[Start of section]

//! Handles serialising and saving data to disk in the _parquet_ file format.

pub mod daily;
pub mod series;
pub mod stations;

use std::{fs::File, path::Path, sync::Arc};

use anyhow::Result;
use arrow::{datatypes::Schema, record_batch::RecordBatch};
use chrono::{Datelike, NaiveDate};
use parquet::{
    arrow::ArrowWriter,
    basic::{Compression, ZstdLevel},
    file::properties::WriterProperties,
};

pub use daily::save_observations;
pub use series::{save_frame, save_series};
pub use stations::save_stations;

// 1970-01-01 counted from 0001-01-01
const EPOCH_DAYS_FROM_CE: i32 = 719_163;

/// Days since the Unix epoch, as stored in `Date32` columns.
fn date32(date: NaiveDate) -> i32 {
    date.num_days_from_ce() - EPOCH_DAYS_FROM_CE
}

fn write_batch(file_path: &Path, schema: Arc<Schema>, batch: &RecordBatch) -> Result<()> {
    let file = File::create(file_path)?;

    let props = WriterProperties::builder()
        .set_compression(Compression::ZSTD(ZstdLevel::default()))
        .set_dictionary_enabled(true)
        .build();

    let mut writer = ArrowWriter::try_new(file, schema, Some(props))?;
    writer.write(batch)?;
    writer.close()?;

    Ok(())
}

// -- Tests -------------------------------------------------------------------

#[cfg(test)]
mod tests {
    use super::*;

    #[test]
    fn should_count_days_from_epoch() {
        assert_eq!(date32(NaiveDate::from_ymd_opt(1970, 1, 1).unwrap()), 0);
        assert_eq!(date32(NaiveDate::from_ymd_opt(1970, 1, 2).unwrap()), 1);
        assert_eq!(date32(NaiveDate::from_ymd_opt(1969, 12, 31).unwrap()), -1);
    }
}
//! Command line interface.

pub mod command;

use std::{path::PathBuf, time::Duration};

use clap::{Parser, Subcommand};
use indicatif::{ProgressBar, ProgressStyle};

use crate::{
    constants::DEFAULT_MAX_ROWS,
    reading::{BoundingBox, Element},
    series::{Aggregation, Rule},
};

#[derive(Parser)]
#[command(version, about, long_about = None)]
/// Explore GHCN-Daily stations and the Arctic Oscillation index
pub struct Cli {
    /// Where downloads are cached [default: user cache dir]/climex
    #[arg(long, global = true, env = "CLIMEX_CACHE_DIR")]
    pub cache_dir: Option<PathBuf>,

    /// Where figures and exports are written
    #[arg(long, global = true, env = "CLIMEX_OUTPUT_DIR")]
    pub output_dir: Option<PathBuf>,

    /// Rows printed per table
    #[arg(long, global = true, env = "CLIMEX_MAX_ROWS", default_value_t = DEFAULT_MAX_ROWS)]
    pub max_rows: usize,

    /// Download again even when a cached copy exists
    #[arg(long, global = true)]
    pub refresh: bool,

    #[command(subcommand)]
    pub command: Commands,
}

#[derive(Subcommand)]
pub enum Commands {
    /// List GHCN-Daily stations
    Stations {
        /// FIPS country code
        #[arg(long, default_value = "US")]
        country: String,
        /// State or province code
        #[arg(long)]
        state: Option<String>,
        /// min_lon,min_lat,max_lon,max_lat in decimal degrees
        #[arg(long, allow_hyphen_values = true)]
        bbox: Option<BoundingBox>,
        /// Case-insensitive substring of the station name
        #[arg(long)]
        name: Option<String>,
        /// Also save the table as parquet
        #[arg(long)]
        parquet: bool,
    },
    /// Get daily observations of one or more stations
    Daily {
        #[arg(required = true)]
        station_ids: Vec<String>,
        #[arg(long, default_value = "PRCP")]
        element: Element,
        /// First year of the resampled range
        #[arg(long)]
        from: Option<i32>,
        /// Last year of the resampled range
        #[arg(long)]
        to: Option<i32>,
        /// Resample rule such as W, SM, M, Q, A or 3A
        #[arg(long, default_value = "A")]
        rule: Rule,
        #[arg(long, default_value = "sum")]
        agg: Aggregation,
        /// Also draw a rolling window of this many resampled bins
        #[arg(long)]
        rolling: Option<usize>,
        /// Aggregation of the rolling window
        #[arg(long, default_value = "mean")]
        rolling_agg: Aggregation,
        /// Leave out values that failed a quality check
        #[arg(long)]
        drop_flagged: bool,
        /// Also save the observations as parquet
        #[arg(long)]
        parquet: bool,
    },
    /// Explore the monthly Arctic Oscillation index
    Ao {
        /// Comma separated year,month,value file instead of the NOAA download
        #[arg(long)]
        file: Option<PathBuf>,
        /// Months beyond +/- this value are intense
        #[arg(long, default_value_t = 3.0)]
        threshold: f64,
        /// Rolling window in months
        #[arg(long, default_value_t = 12)]
        window: usize,
        /// Label rolling values by the middle of their window
        #[arg(long)]
        center: bool,
        /// Also save the derived series as parquet
        #[arg(long)]
        parquet: bool,
    },
    /// Replay the whole exploration session
    Explore {},
}

/// Creates a spinner.
pub fn create_spinner(message: String) -> ProgressBar {
    let bar = ProgressBar::new_spinner().with_message(message);
    bar.enable_steady_tick(Duration::from_millis(100));

    bar
}

/// Style for a download of known size.
pub fn bytes_style() -> ProgressStyle {
    ProgressStyle::with_template(
        "{msg} [{bar:40.cyan/blue}] {bytes}/{total_bytes} ({percent}%) {eta}",
    )
    .unwrap_or_else(|_| ProgressStyle::default_bar())
    .progress_chars("=> ")
}

// -- Tests -------------------------------------------------------------------
mod cli;
mod config;
mod constants;
mod display;
mod download;
mod error;
mod parquet;
mod plot;
mod reading;
mod series;

use std::process::ExitCode;

use anyhow::Result;
use clap::Parser;
use cli::{command, Cli, Commands};
use config::Config;
use env_logger::Env;
use reading::StationFilter;

#[tokio::main]
async fn main() -> ExitCode {
    env_logger::Builder::from_env(Env::default().default_filter_or("info")).init();
    let cli = Cli::parse();

    match run(cli).await {
        Ok(files) => {
            for file in files {
                println!("File saved to `{}`", file.display());
            }
            ExitCode::SUCCESS
        }
        Err(e) => {
            eprintln!("Error: {:#}", e);
            ExitCode::FAILURE
        }
    }
}

async fn run(cli: Cli) -> Result<Vec<std::path::PathBuf>> {
    let config = Config::new(cli.cache_dir, cli.output_dir, cli.max_rows, cli.refresh)?;

    match cli.command {
        Commands::Stations {
            country,
            state,
            bbox,
            name,
            parquet,
        } => {
            let filter = StationFilter {
                country: Some(country),
                state,
                bbox,
                name,
            };
            command::stations(&config, &filter, parquet).await
        }
        Commands::Daily {
            station_ids,
            element,
            from,
            to,
            rule,
            agg,
            rolling,
            rolling_agg,
            drop_flagged,
            parquet,
        } => {
            let request = command::DailyRequest {
                element,
                from,
                to,
                rule,
                aggregation: agg,
                rolling,
                rolling_aggregation: rolling_agg,
                drop_flagged,
                parquet,
                title: None,
            };
            command::daily(&config, &station_ids, &request).await
        }
        Commands::Ao {
            file,
            threshold,
            window,
            center,
            parquet,
        } => command::ao(&config, file.as_deref(), threshold, window, center, parquet).await,
        Commands::Explore {} => command::explore(&config).await,
    }
}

[End of section]

[EXERCISE AIM]
All lines of the material that contain the word "ProgressBar" should be listed.

[YOUR RESPONSE]
use indicatif::{ProgressBar, ProgressStyle};
pub fn create_spinner(message: String) -> ProgressBar {
    let bar = ProgressBar::new_spinner().with_message(message);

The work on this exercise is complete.